10. Route(s) of exposure.

Unknown

11. What was the length of exposure?

Unknown / Inconnu

12. Time between exposure and onset of symptoms.

Unknown / Inconnu

13. Provide any additional details about the incident (eg. description of the frequency and severity of the symptoms, type of medical treatment, results from medical tests, outcome of the incident, amount of pesticide exposed to, etc.)
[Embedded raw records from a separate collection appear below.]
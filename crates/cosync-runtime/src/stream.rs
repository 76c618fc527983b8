//! Streamed response increments

use crate::error::Result;
use crate::wire::WireFragment;
use serde::{Deserialize, Serialize};
use std::pin::Pin;
use tokio_stream::Stream;

/// One unit of a streamed completion response
#[derive(Debug, Clone, Default, PartialEq, Serialize, Deserialize)]
pub struct ResponseIncrement {
    /// Thread the response belongs to, when the service reports one
    #[serde(default, skip_serializing_if = "Option::is_none")]
    pub thread_id: Option<String>,
    /// Run the response belongs to, when the service reports one
    #[serde(default, skip_serializing_if = "Option::is_none")]
    pub run_id: Option<String>,
    /// Message fragments; absent on keepalive increments
    #[serde(default, skip_serializing_if = "Option::is_none")]
    pub messages: Option<Vec<WireFragment>>,
}

impl ResponseIncrement {
    /// An increment carrying the given fragments
    pub fn with_fragments(fragments: Vec<WireFragment>) -> Self {
        Self {
            messages: Some(fragments),
            ..Default::default()
        }
    }

    /// A keepalive increment with no payload
    pub fn keepalive() -> Self {
        Self::default()
    }

    /// Whether the increment carries at least one fragment
    pub fn has_payload(&self) -> bool {
        self.messages.as_ref().is_some_and(|m| !m.is_empty())
    }

    /// Take the fragments out, leaving the increment empty
    pub fn take_fragments(&mut self) -> Vec<WireFragment> {
        self.messages.take().unwrap_or_default()
    }
}

/// A lazy, finite, non-restartable stream of response increments
pub type IncrementStream = Pin<Box<dyn Stream<Item = Result<ResponseIncrement>> + Send>>;
//! Ownership of the single active completion cycle.

use parking_lot::Mutex;
use std::sync::{
    Arc,
    atomic::{AtomicU64, Ordering},
};
use tokio_util::sync::CancellationToken;

use crate::store::MessageStore;

struct ActiveCycle {
    id: u64,
    cancel: CancellationToken,
}

#[derive(Default)]
struct SlotState {
    active: Option<ActiveCycle>,
    /// Tickets not yet dropped, superseded ones included
    live: usize,
}

/// Holds the cancellation token of the cycle currently allowed to run.
///
/// Registering a new cycle cancels the previous one, so at most one token is
/// live at any time. The store is busy from the first registration until the
/// last ticket is dropped.
pub(crate) struct CycleSlot {
    state: Mutex<SlotState>,
    next_id: AtomicU64,
    store: Arc<MessageStore>,
}

impl CycleSlot {
    pub(crate) fn new(store: Arc<MessageStore>) -> Arc<Self> {
        Arc::new(Self {
            state: Mutex::new(SlotState::default()),
            next_id: AtomicU64::new(0),
            store,
        })
    }

    /// Cancel whatever is running and register a fresh cycle.
    pub(crate) fn begin(self: &Arc<Self>) -> CycleTicket {
        let id = self.next_id.fetch_add(1, Ordering::Relaxed) + 1;
        let cancel = CancellationToken::new();

        let mut state = self.state.lock();
        if let Some(previous) = state.active.take() {
            tracing::debug!("Cycle {} superseded by cycle {}", previous.id, id);
            previous.cancel.cancel();
        }
        state.active = Some(ActiveCycle {
            id,
            cancel: cancel.clone(),
        });
        state.live += 1;
        self.store.set_busy(true);

        CycleTicket {
            id,
            cancel,
            slot: Arc::clone(self),
        }
    }

    /// Cancel the active cycle. Returns whether there was one.
    pub(crate) fn stop(&self) -> bool {
        match self.state.lock().active.as_ref() {
            Some(active) => {
                tracing::debug!("Stopping cycle {}", active.id);
                active.cancel.cancel();
                true
            }
            None => false,
        }
    }

    /// Whether a cycle currently holds a token
    pub(crate) fn is_active(&self) -> bool {
        self.state.lock().active.is_some()
    }
}

/// The right to run one cycle. Dropping it cancels the cycle's token,
/// releases the slot if no newer cycle has taken it, and clears the busy flag
/// once no ticket is left.
pub(crate) struct CycleTicket {
    id: u64,
    cancel: CancellationToken,
    slot: Arc<CycleSlot>,
}

impl CycleTicket {
    pub(crate) fn id(&self) -> u64 {
        self.id
    }

    pub(crate) fn token(&self) -> &CancellationToken {
        &self.cancel
    }
}

impl Drop for CycleTicket {
    fn drop(&mut self) {
        self.cancel.cancel();
        let mut state = self.slot.state.lock();
        if state.active.as_ref().is_some_and(|a| a.id == self.id) {
            state.active = None;
        }
        state.live -= 1;
        if state.live == 0 {
            self.slot.store.set_busy(false);
        }
    }
}
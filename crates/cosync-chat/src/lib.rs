//! cosync-chat: conversation state synchronized with a streaming completion service
//!
//! This crate holds the canonical message list of one conversation, runs at
//! most one streamed completion against a [`RuntimeClient`] at a time, and
//! publishes every merged increment to subscribers.
//!
//! [`RuntimeClient`]: cosync_runtime::RuntimeClient

mod cycle;
pub mod error;
pub mod events;
pub mod reconciler;
pub mod service;
pub mod store;

pub use error::{Error, Result};
pub use events::StoreEvent;
pub use reconciler::{Merge, StreamReconciler};
pub use service::{ChatService, Completion, CompletionTask, CycleOutcome, ServiceOptions};
pub use store::{MessageStore, Snapshot, Subscription};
I am the daughter that reported the incident. The product that was used was the 1000 dose. Purchased under dad's name (first name last name), February 27 2010 from (name) Animal clinic in (city) (phone number) can confirm with (name) the receptionist. I asked the hospital to check for the pesticide at (name) in (city) BC as Dad died (date). An autopsy was performed, as the executor you have my permission to research the results. I asked them to look for the possibility of poisoning by the pesticide.I do not know if they did the appropriate testfor that. He has since been creamated. I do not know if they still have any samples of the lung tissue on file. I know that the lung xray showed massive scarring and he could not breath without the ventilator. I was pressured into removing life support as they felt he would never be able to be off the vent and his quality of life would be minimal if he ever did come out of the coma which they said was very unlikely. It was very traumatic for me holding him while he took his last breaths and his heart stopped. I know it has been over two years since his death. I only saw your report today and realized it was the one I gave to the manufacturer. Had I known this I would have contacted the hospital to give you a lung sample when the autopsy was done. I did give the manufacturer my name and phone number. My phone number is (phone number) (name). During the same month of his death....I developed dystonia which has worsened over time. I know chemical exposure can be one of the causes for that too among other things. As per daughter ' I have ongoing orthomandibular cervical dystonia dysphagia, onset at the time of Dad hospitalization and death.

To be determined by Registrant

14. Severity classification.

15. Provide supplemental information here.